Gunfire ensued, and an autopsy showed the teen was killed by a bullet that hit the back of his head. The days that followed pitted an infuriated community against the police department, and Mayor Adrian M. Fenty and police Chief Cathy L. Lanier turned the bulk of the shooting investigation over to the FBI, under supervision of the U.S. Attorney’s office.
Mr. Taylor and Joseph Persichini Jr. — assistant director of the FBI’s Washington field office — said yesterday that the combination of 42 interviews with witnesses, reviews of forensic and physical evidence and ShotSpotter data led them to not press charges against the officers.

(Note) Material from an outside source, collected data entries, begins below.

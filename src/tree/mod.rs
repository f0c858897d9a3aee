//! Untyped document tree shared by every format.
//!
//! The XML reader and the JSON conversion both produce a [`Value`]; every
//! extractor consumes it and every generator produces one for the writer.
//!
//! Key conventions inside a [`Node`]:
//!
//! - `@name` - an attribute
//! - `#text` - text content of an element that also has attributes or children
//! - `#cdata` - generation-side marker asking the writer for a CDATA section
//! - anything else - a child element (or JSON object member)
//!
//! A repeated child element is stored once as a [`Value::List`]. The same
//! element appearing only once is stored bare, so consumers have to accept
//! both shapes (see [`crate::util::parse_array_of`]).

mod json;
mod reader;
mod writer;

pub use json::format_number;
pub use reader::{read_tree, read_tree_with, MAX_TREE_DEPTH};
pub use writer::write_document;

/// Key holding element text content.
pub const TEXT_KEY: &str = "#text";
/// Key marking a value the writer must emit as CDATA.
pub const CDATA_KEY: &str = "#cdata";
/// Prefix that distinguishes attribute keys from child element keys.
pub const ATTRIBUTE_PREFIX: char = '@';

/// A single slot in the tree.
#[derive(Debug, Clone, PartialEq, Default)]
pub enum Value {
    #[default]
    Null,
    Bool(bool),
    Number(f64),
    Text(String),
    Node(Node),
    List(Vec<Value>),
}

impl Value {
    pub fn as_node(&self) -> Option<&Node> {
        match self {
            Value::Node(node) => Some(node),
            _ => None,
        }
    }

    pub fn as_str(&self) -> Option<&str> {
        match self {
            Value::Text(s) => Some(s),
            _ => None,
        }
    }

    pub fn is_null(&self) -> bool {
        matches!(self, Value::Null)
    }

    /// Iterates a slot as a list: a bare value yields itself once, a list
    /// yields its elements and `Null` yields nothing.
    pub fn iter_items(&self) -> Box<dyn Iterator<Item = &Value> + '_> {
        match self {
            Value::Null => Box::new(std::iter::empty()),
            Value::List(items) => Box::new(items.iter()),
            other => Box::new(std::iter::once(other)),
        }
    }

    /// First element of a list, or the value itself.
    pub fn first(&self) -> Option<&Value> {
        match self {
            Value::Null => None,
            Value::List(items) => items.first(),
            other => Some(other),
        }
    }
}

impl From<&str> for Value {
    fn from(s: &str) -> Self {
        Value::Text(s.to_string())
    }
}

impl From<String> for Value {
    fn from(s: String) -> Self {
        Value::Text(s)
    }
}

impl From<f64> for Value {
    fn from(n: f64) -> Self {
        Value::Number(n)
    }
}

impl From<bool> for Value {
    fn from(b: bool) -> Self {
        Value::Bool(b)
    }
}

impl From<Node> for Value {
    fn from(node: Node) -> Self {
        Value::Node(node)
    }
}

impl From<Vec<Value>> for Value {
    fn from(items: Vec<Value>) -> Self {
        Value::List(items)
    }
}

/// An element or object: insertion-ordered key/value entries.
#[derive(Debug, Clone, PartialEq, Default)]
pub struct Node {
    entries: Vec<(String, Value)>,
}

impl Node {
    pub fn new() -> Self {
        Self::default()
    }

    pub fn is_empty(&self) -> bool {
        self.entries.is_empty()
    }

    pub fn len(&self) -> usize {
        self.entries.len()
    }

    pub fn get(&self, key: &str) -> Option<&Value> {
        self.entries
            .iter()
            .find(|(k, _)| k == key)
            .map(|(_, v)| v)
    }

    pub fn contains_key(&self, key: &str) -> bool {
        self.get(key).is_some()
    }

    pub fn entries(&self) -> impl Iterator<Item = (&str, &Value)> {
        self.entries.iter().map(|(k, v)| (k.as_str(), v))
    }

    pub fn keys(&self) -> impl Iterator<Item = &str> {
        self.entries.iter().map(|(k, _)| k.as_str())
    }

    /// Adds a value under `key`. A key that is already present becomes a
    /// list holding the previous value(s) followed by the new one.
    pub fn append(&mut self, key: impl Into<String>, value: Value) {
        let key = key.into();
        match self.entries.iter_mut().find(|(k, _)| *k == key) {
            Some((_, existing)) => match existing {
                Value::List(items) => items.push(value),
                _ => {
                    let previous = std::mem::take(existing);
                    *existing = Value::List(vec![previous, value]);
                }
            },
            None => self.entries.push((key, value)),
        }
    }

    /// Sets `key`, replacing any previous value.
    pub fn insert(&mut self, key: impl Into<String>, value: Value) {
        let key = key.into();
        match self.entries.iter_mut().find(|(k, _)| *k == key) {
            Some((_, existing)) => *existing = value,
            None => self.entries.push((key, value)),
        }
    }

    /// Builder-style insert that skips absent values.
    pub fn with<V: Into<Value>>(mut self, key: &str, value: Option<V>) -> Self {
        if let Some(value) = value {
            self.insert(key, value.into());
        }
        self
    }

    /// Builder-style insert of a pre-keyed entry such as the result of
    /// [`crate::util::generate_text_or_cdata_string`].
    pub fn with_entry(mut self, entry: Option<(&str, Value)>) -> Self {
        if let Some((key, value)) = entry {
            self.insert(key, value);
        }
        self
    }

    /// Spreads another node's entries into this one, in order.
    pub fn merge(mut self, other: Option<Node>) -> Self {
        if let Some(other) = other {
            for (key, value) in other.entries {
                self.insert(key, value);
            }
        }
        self
    }

    /// The node itself, or `None` when it ended up without entries.
    pub fn trimmed(self) -> Option<Node> {
        if self.is_empty() {
            None
        } else {
            Some(self)
        }
    }

    /// Like [`Node::trimmed`] but wrapped as a [`Value`].
    pub fn into_value(self) -> Option<Value> {
        self.trimmed().map(Value::Node)
    }
}

impl FromIterator<(String, Value)> for Node {
    fn from_iter<I: IntoIterator<Item = (String, Value)>>(iter: I) -> Self {
        let mut node = Node::new();
        for (key, value) in iter {
            node.append(key, value);
        }
        node
    }
}

impl IntoIterator for Node {
    type Item = (String, Value);
    type IntoIter = std::vec::IntoIter<(String, Value)>;

    fn into_iter(self) -> Self::IntoIter {
        self.entries.into_iter()
    }
}

/// Read-only view over a [`Node`] that resolves keys without regard to
/// ASCII case. An exact match wins over a case-folded one.
///
/// Used for JSON-shaped documents, which unlike XML trees are not
/// lower-cased by namespace normalization.
#[derive(Debug, Clone, Copy)]
pub struct CaseInsensitive<'a> {
    node: &'a Node,
}

impl<'a> CaseInsensitive<'a> {
    pub fn new(node: &'a Node) -> Self {
        Self { node }
    }

    pub fn get(&self, key: &str) -> Option<&'a Value> {
        self.node.get(key).or_else(|| {
            self.node
                .entries
                .iter()
                .find(|(k, _)| k.eq_ignore_ascii_case(key))
                .map(|(_, v)| v)
        })
    }

    pub fn node(&self) -> &'a Node {
        self.node
    }
}

#[cfg(test)]
mod tests {
    use super::*;

    #[test]
    fn test_append_promotes_repeated_key_to_list() {
        let mut node = Node::new();
        node.append("item", Value::from("a"));
        node.append("item", Value::from("b"));
        node.append("item", Value::from("c"));

        assert_eq!(node.len(), 1);
        assert_eq!(
            node.get("item"),
            Some(&Value::List(vec!["a".into(), "b".into(), "c".into()]))
        );
    }

    #[test]
    fn test_iter_items_treats_bare_value_as_single_item() {
        let bare = Value::from("x");
        assert_eq!(bare.iter_items().count(), 1);
        assert_eq!(Value::Null.iter_items().count(), 0);
        assert_eq!(Value::List(vec![]).iter_items().count(), 0);
    }

    #[test]
    fn test_with_skips_none() {
        let node = Node::new()
            .with("title", Some("T"))
            .with::<&str>("link", None);
        assert_eq!(node.keys().collect::<Vec<_>>(), vec!["title"]);
    }

    #[test]
    fn test_trimmed_empty_node_is_none() {
        assert!(Node::new().trimmed().is_none());
        assert!(Node::new().into_value().is_none());
    }

    #[test]
    fn test_case_insensitive_prefers_exact_match() {
        let mut node = Node::new();
        node.append("StartTime", Value::Number(1.0));
        node.append("startTime", Value::Number(2.0));
        let view = CaseInsensitive::new(&node);

        assert_eq!(view.get("startTime"), Some(&Value::Number(2.0)));
        assert_eq!(view.get("STARTTIME"), Some(&Value::Number(1.0)));
        assert_eq!(view.get("missing"), None);
    }
}
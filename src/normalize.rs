//! Mapping raw query records to normalized events.
//!
//! This is a pure transformation: one `WikiPage` in, zero or one `Event`
//! out. Keeping it free of IO makes the field heuristics (date-prefix
//! stripping, the midnight clamp, status synonyms) unit-testable without a
//! wiki on the other end.

use crate::event::{Event, EventStatus};
use crate::wiki::{WikiPage, WikiResponse};
use chrono::{DateTime, Days, Duration, NaiveDateTime, Timelike};
use md5::{Digest, Md5};

/// Events without an explicit end get this duration.
const DEFAULT_DURATION_HOURS: i64 = 4;

/// Domain suffix for event UIDs.
const UID_DOMAIN: &str = "bitlair.nl";

/// Map every query record to a normalized event, dropping records that
/// cannot be mapped, and sort the result ascending by start time.
///
/// The query itself sorts by Start, but JSON object iteration order is not
/// something to rely on, so the sort is explicit.
pub fn normalize_events(response: &WikiResponse, utc_offset_secs: i64) -> Vec<Event> {
    let mut events: Vec<Event> = response
        .results
        .iter()
        .filter_map(|(page_path, page)| normalize_page(page_path, page, utc_offset_secs))
        .collect();

    events.sort_by_key(|event| event.start);
    events
}

/// Map one record. Returns `None` for records without a start time (silent)
/// or without a location (warned), matching the export policy.
fn normalize_page(page_path: &str, page: &WikiPage, utc_offset_secs: i64) -> Option<Event> {
    let start = page
        .printouts
        .start
        .first()
        .and_then(|t| local_datetime(t.timestamp, utc_offset_secs))?;

    let location = match page.printouts.location.first() {
        Some(text) if !text.fulltext.is_empty() => text.fulltext.clone(),
        _ => {
            eprintln!("Skipping {}: no event location", page_path);
            return None;
        }
    };

    let end = page
        .printouts
        .end
        .first()
        .and_then(|t| local_datetime(t.timestamp, utc_offset_secs))
        .unwrap_or(start + Duration::hours(DEFAULT_DURATION_HOURS));

    let status = page
        .printouts
        .status
        .first()
        .and_then(|text| EventStatus::from_wiki_text(&text.fulltext));

    Some(Event {
        summary: event_name(page_path).to_string(),
        description: format!("{}\n {}", page_path, page.fullurl),
        url: page.fullurl.clone(),
        location,
        start,
        end: clamp_overnight_end(end),
        status,
        uid: event_uid(&page.fullurl),
    })
}

/// Wiki timestamps are seconds since epoch in the wiki's local time, not
/// UTC, so subtract the configured offset before interpreting them.
fn local_datetime(timestamp: i64, utc_offset_secs: i64) -> Option<NaiveDateTime> {
    DateTime::from_timestamp(timestamp - utc_offset_secs, 0).map(|dt| dt.naive_utc())
}

/// Strip a leading `Events/YYYY-MM-DD ` from the page path to get the actual
/// event name. Paths without the prefix are used verbatim.
fn event_name(page_path: &str) -> &str {
    if let Some(rest) = page_path.strip_prefix("Events/") {
        let bytes = rest.as_bytes();
        if bytes.len() > 11 && is_date(&bytes[..10]) && bytes[10] == b' ' {
            return &rest[11..];
        }
    }
    page_path
}

fn is_date(bytes: &[u8]) -> bool {
    bytes.len() == 10
        && bytes.iter().enumerate().all(|(i, b)| match i {
            4 | 7 => *b == b'-',
            _ => b.is_ascii_digit(),
        })
}

/// If an event ends when humans are usually asleep, truncate the time range
/// to just before midnight of the previous day. This keeps items that cross
/// midnight from cluttering the next day in calendar views; it does not
/// claim to correct the true duration.
fn clamp_overnight_end(end: NaiveDateTime) -> NaiveDateTime {
    if end.hour() < 6 {
        (end.date() - Days::new(1)).and_hms_opt(23, 59, 0).unwrap()
    } else {
        end
    }
}

/// First 10 hex characters of the MD5 of the page URL, plus the domain.
/// Deterministic, so repeated exports update events in subscribing clients
/// instead of duplicating them.
fn event_uid(fullurl: &str) -> String {
    let digest = Md5::digest(fullurl.as_bytes());
    let hex = format!("{:x}", digest);
    format!("{}@{}", &hex[..10], UID_DOMAIN)
}

#[cfg(test)]
mod tests {
    use super::*;
    use crate::wiki::{Printouts, WikiText, WikiTimestamp};
    use chrono::NaiveDate;
    use std::collections::BTreeMap;

    fn make_page(start: Option<i64>, end: Option<i64>, location: Option<&str>) -> WikiPage {
        WikiPage {
            fullurl: "https://bitlair.nl/Events/2024-08-19_Soldering_Night".to_string(),
            printouts: Printouts {
                start: start.map(|t| WikiTimestamp { timestamp: t }).into_iter().collect(),
                end: end.map(|t| WikiTimestamp { timestamp: t }).into_iter().collect(),
                status: vec![],
                location: location
                    .map(|l| WikiText {
                        fulltext: l.to_string(),
                    })
                    .into_iter()
                    .collect(),
            },
        }
    }

    fn make_response(pages: Vec<(&str, WikiPage)>) -> WikiResponse {
        WikiResponse {
            results: pages
                .into_iter()
                .map(|(path, page)| (path.to_string(), page))
                .collect::<BTreeMap<_, _>>(),
        }
    }

    #[test]
    fn test_record_without_start_is_skipped() {
        let response = make_response(vec![(
            "Events/2024-08-19 Soldering Night",
            make_page(None, None, Some("Bitlair")),
        )]);
        assert!(normalize_events(&response, 3600).is_empty());
    }

    #[test]
    fn test_record_without_location_is_skipped() {
        let response = make_response(vec![(
            "Events/2024-08-19 Soldering Night",
            make_page(Some(1724078700), None, None),
        )]);
        assert!(normalize_events(&response, 3600).is_empty());

        // An empty location string counts as missing too
        let response = make_response(vec![(
            "Events/2024-08-19 Soldering Night",
            make_page(Some(1724078700), None, Some("")),
        )]);
        assert!(normalize_events(&response, 3600).is_empty());
    }

    #[test]
    fn test_missing_end_defaults_to_four_hours() {
        // 12:00 local, so the default end stays clear of the overnight clamp
        let response = make_response(vec![(
            "Events/2024-08-19 Soldering Night",
            make_page(Some(1724061600 + 3600), None, Some("Bitlair")),
        )]);
        let events = normalize_events(&response, 3600);
        assert_eq!(events.len(), 1);
        assert_eq!(events[0].end - events[0].start, Duration::hours(4));
    }

    #[test]
    fn test_local_offset_correction() {
        // 1700000000s epoch is 2023-11-14 22:13:20 UTC; the wiki stored it
        // as local time, so with a +1h offset the wall-clock is 21:13:20.
        let start = local_datetime(1700000000, 3600).unwrap();
        assert_eq!(
            start,
            NaiveDate::from_ymd_opt(2023, 11, 14)
                .unwrap()
                .and_hms_opt(21, 13, 20)
                .unwrap()
        );
    }

    #[test]
    fn test_overnight_end_clamps_to_previous_day() {
        // Default end would be 2023-11-15 01:13:20, which falls before 6am
        let response = make_response(vec![(
            "Events/2023-11-14 Late Night",
            make_page(Some(1700000000), None, Some("Bitlair")),
        )]);
        let events = normalize_events(&response, 3600);
        assert_eq!(
            events[0].end,
            NaiveDate::from_ymd_opt(2023, 11, 14)
                .unwrap()
                .and_hms_opt(23, 59, 0)
                .unwrap()
        );
    }

    #[test]
    fn test_end_after_six_is_left_alone() {
        let morning = NaiveDate::from_ymd_opt(2024, 8, 20)
            .unwrap()
            .and_hms_opt(6, 0, 0)
            .unwrap();
        assert_eq!(clamp_overnight_end(morning), morning);
    }

    #[test]
    fn test_event_name_strips_date_prefix() {
        assert_eq!(
            event_name("Events/2024-08-19 Soldering Night"),
            "Soldering Night"
        );
        assert_eq!(event_name("Community Meetup"), "Community Meetup");
        // Prefix without a trailing name is not a match
        assert_eq!(event_name("Events/2024-08-19"), "Events/2024-08-19");
        // Malformed dates keep the full path
        assert_eq!(
            event_name("Events/2024-8-19 Soldering"),
            "Events/2024-8-19 Soldering"
        );
    }

    #[test]
    fn test_uid_is_deterministic() {
        assert_eq!(event_uid("https://bitlair.nl/X"), "6010dde872@bitlair.nl");
        assert_eq!(
            event_uid("https://bitlair.nl/X"),
            event_uid("https://bitlair.nl/X")
        );
    }

    #[test]
    fn test_events_sorted_by_start_not_by_page_path() {
        // Page paths sort "A" before "B", but B starts earlier
        let mut early = make_page(Some(1700000000 - 86400), Some(1700000000 - 80000), Some("Bitlair"));
        early.fullurl = "https://bitlair.nl/B".to_string();
        let late = make_page(Some(1700000000), Some(1700010000), Some("Bitlair"));

        let response = make_response(vec![("A", late), ("B", early)]);
        let events = normalize_events(&response, 3600);
        assert_eq!(events.len(), 2);
        assert!(events[0].start < events[1].start);
        assert_eq!(events[0].summary, "B");
    }

    #[test]
    fn test_description_contains_path_and_url() {
        let response = make_response(vec![(
            "Events/2024-08-19 Soldering Night",
            make_page(Some(1724061600), Some(1724075100), Some("Bitlair")),
        )]);
        let events = normalize_events(&response, 3600);
        assert_eq!(
            events[0].description,
            "Events/2024-08-19 Soldering Night\n https://bitlair.nl/Events/2024-08-19_Soldering_Night"
        );
    }
}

They said the investigation indicated that after the officers found DeOnte with the bike, the teen fired first. Officer Haskel shot back and the teen began running in a southeast direction, firing another shot.
Another shot by the officer struck DeOnte in the back of the head and he fell roughly 90 feet away from the police. As many as 12 gunshots were fired within the six-second altercation, officials said, with DeOnte firing three to four.
“Rawlings is running and [continued] to shoot back, which entitled, in our judgment, the officer to continue shooting to defend himself,” Mr. Taylor said.
Officials said they still have not recovered a gun used by DeOnte in the shooting. They said witness accounts “put a gun in DeOnte Rawlings’ hand,” but declined to say whether witnesses other than the officers made that statement.
Officer Clay also left the immediate scene of the shooting but drove only a short distance away.
The conclusion of the 7-month probe clears the way for an administrative investigation into the officers’ actions by the police department.
Metropolitan Police Department spokeswoman Traci Hughes said the department has 90 days to complete the review, and that both officers are on administrative leave. They will be placed on “no-contact” status once police receive official notice of the federal decision not to press charges.
After being briefed by officials of the decision yesterday morning, Charles Rawlings Jr., DeOnte’s brother, said he missed and loved his brother.
“We can’t get no justice for my brother,” he said. “It shouldn’t have happened to him, none of this shouldn’t have happened. So now he’s gone, he’s dead. And we still — not yet — have not gotten no justice at all.”
A federal judge yesterday also gave the Rawlings family permission to proceed with discovery in a $100 million civil suit against the officers and the District.
“We simply do not value every life the same, and that’s an unfortunate situation,” said the family’s attorney, Greg Lattimer.
“And it’s once-again been proven by the actions of the U.S. Attorney’s office today … ‘My son is dead but they’re not going to do anything.’ That’s difficult to swallow for any parent.”
In a statement, Mr. Fenty, a Democrat, called DeOnte’s death “a tragic loss for his family” and said “the entire community continues to mourn for them.”
“Now that this process is complete, we will work to ensure that the community and our officers who put their lives on the line every day continue to heal together,” Mr. Fenty said.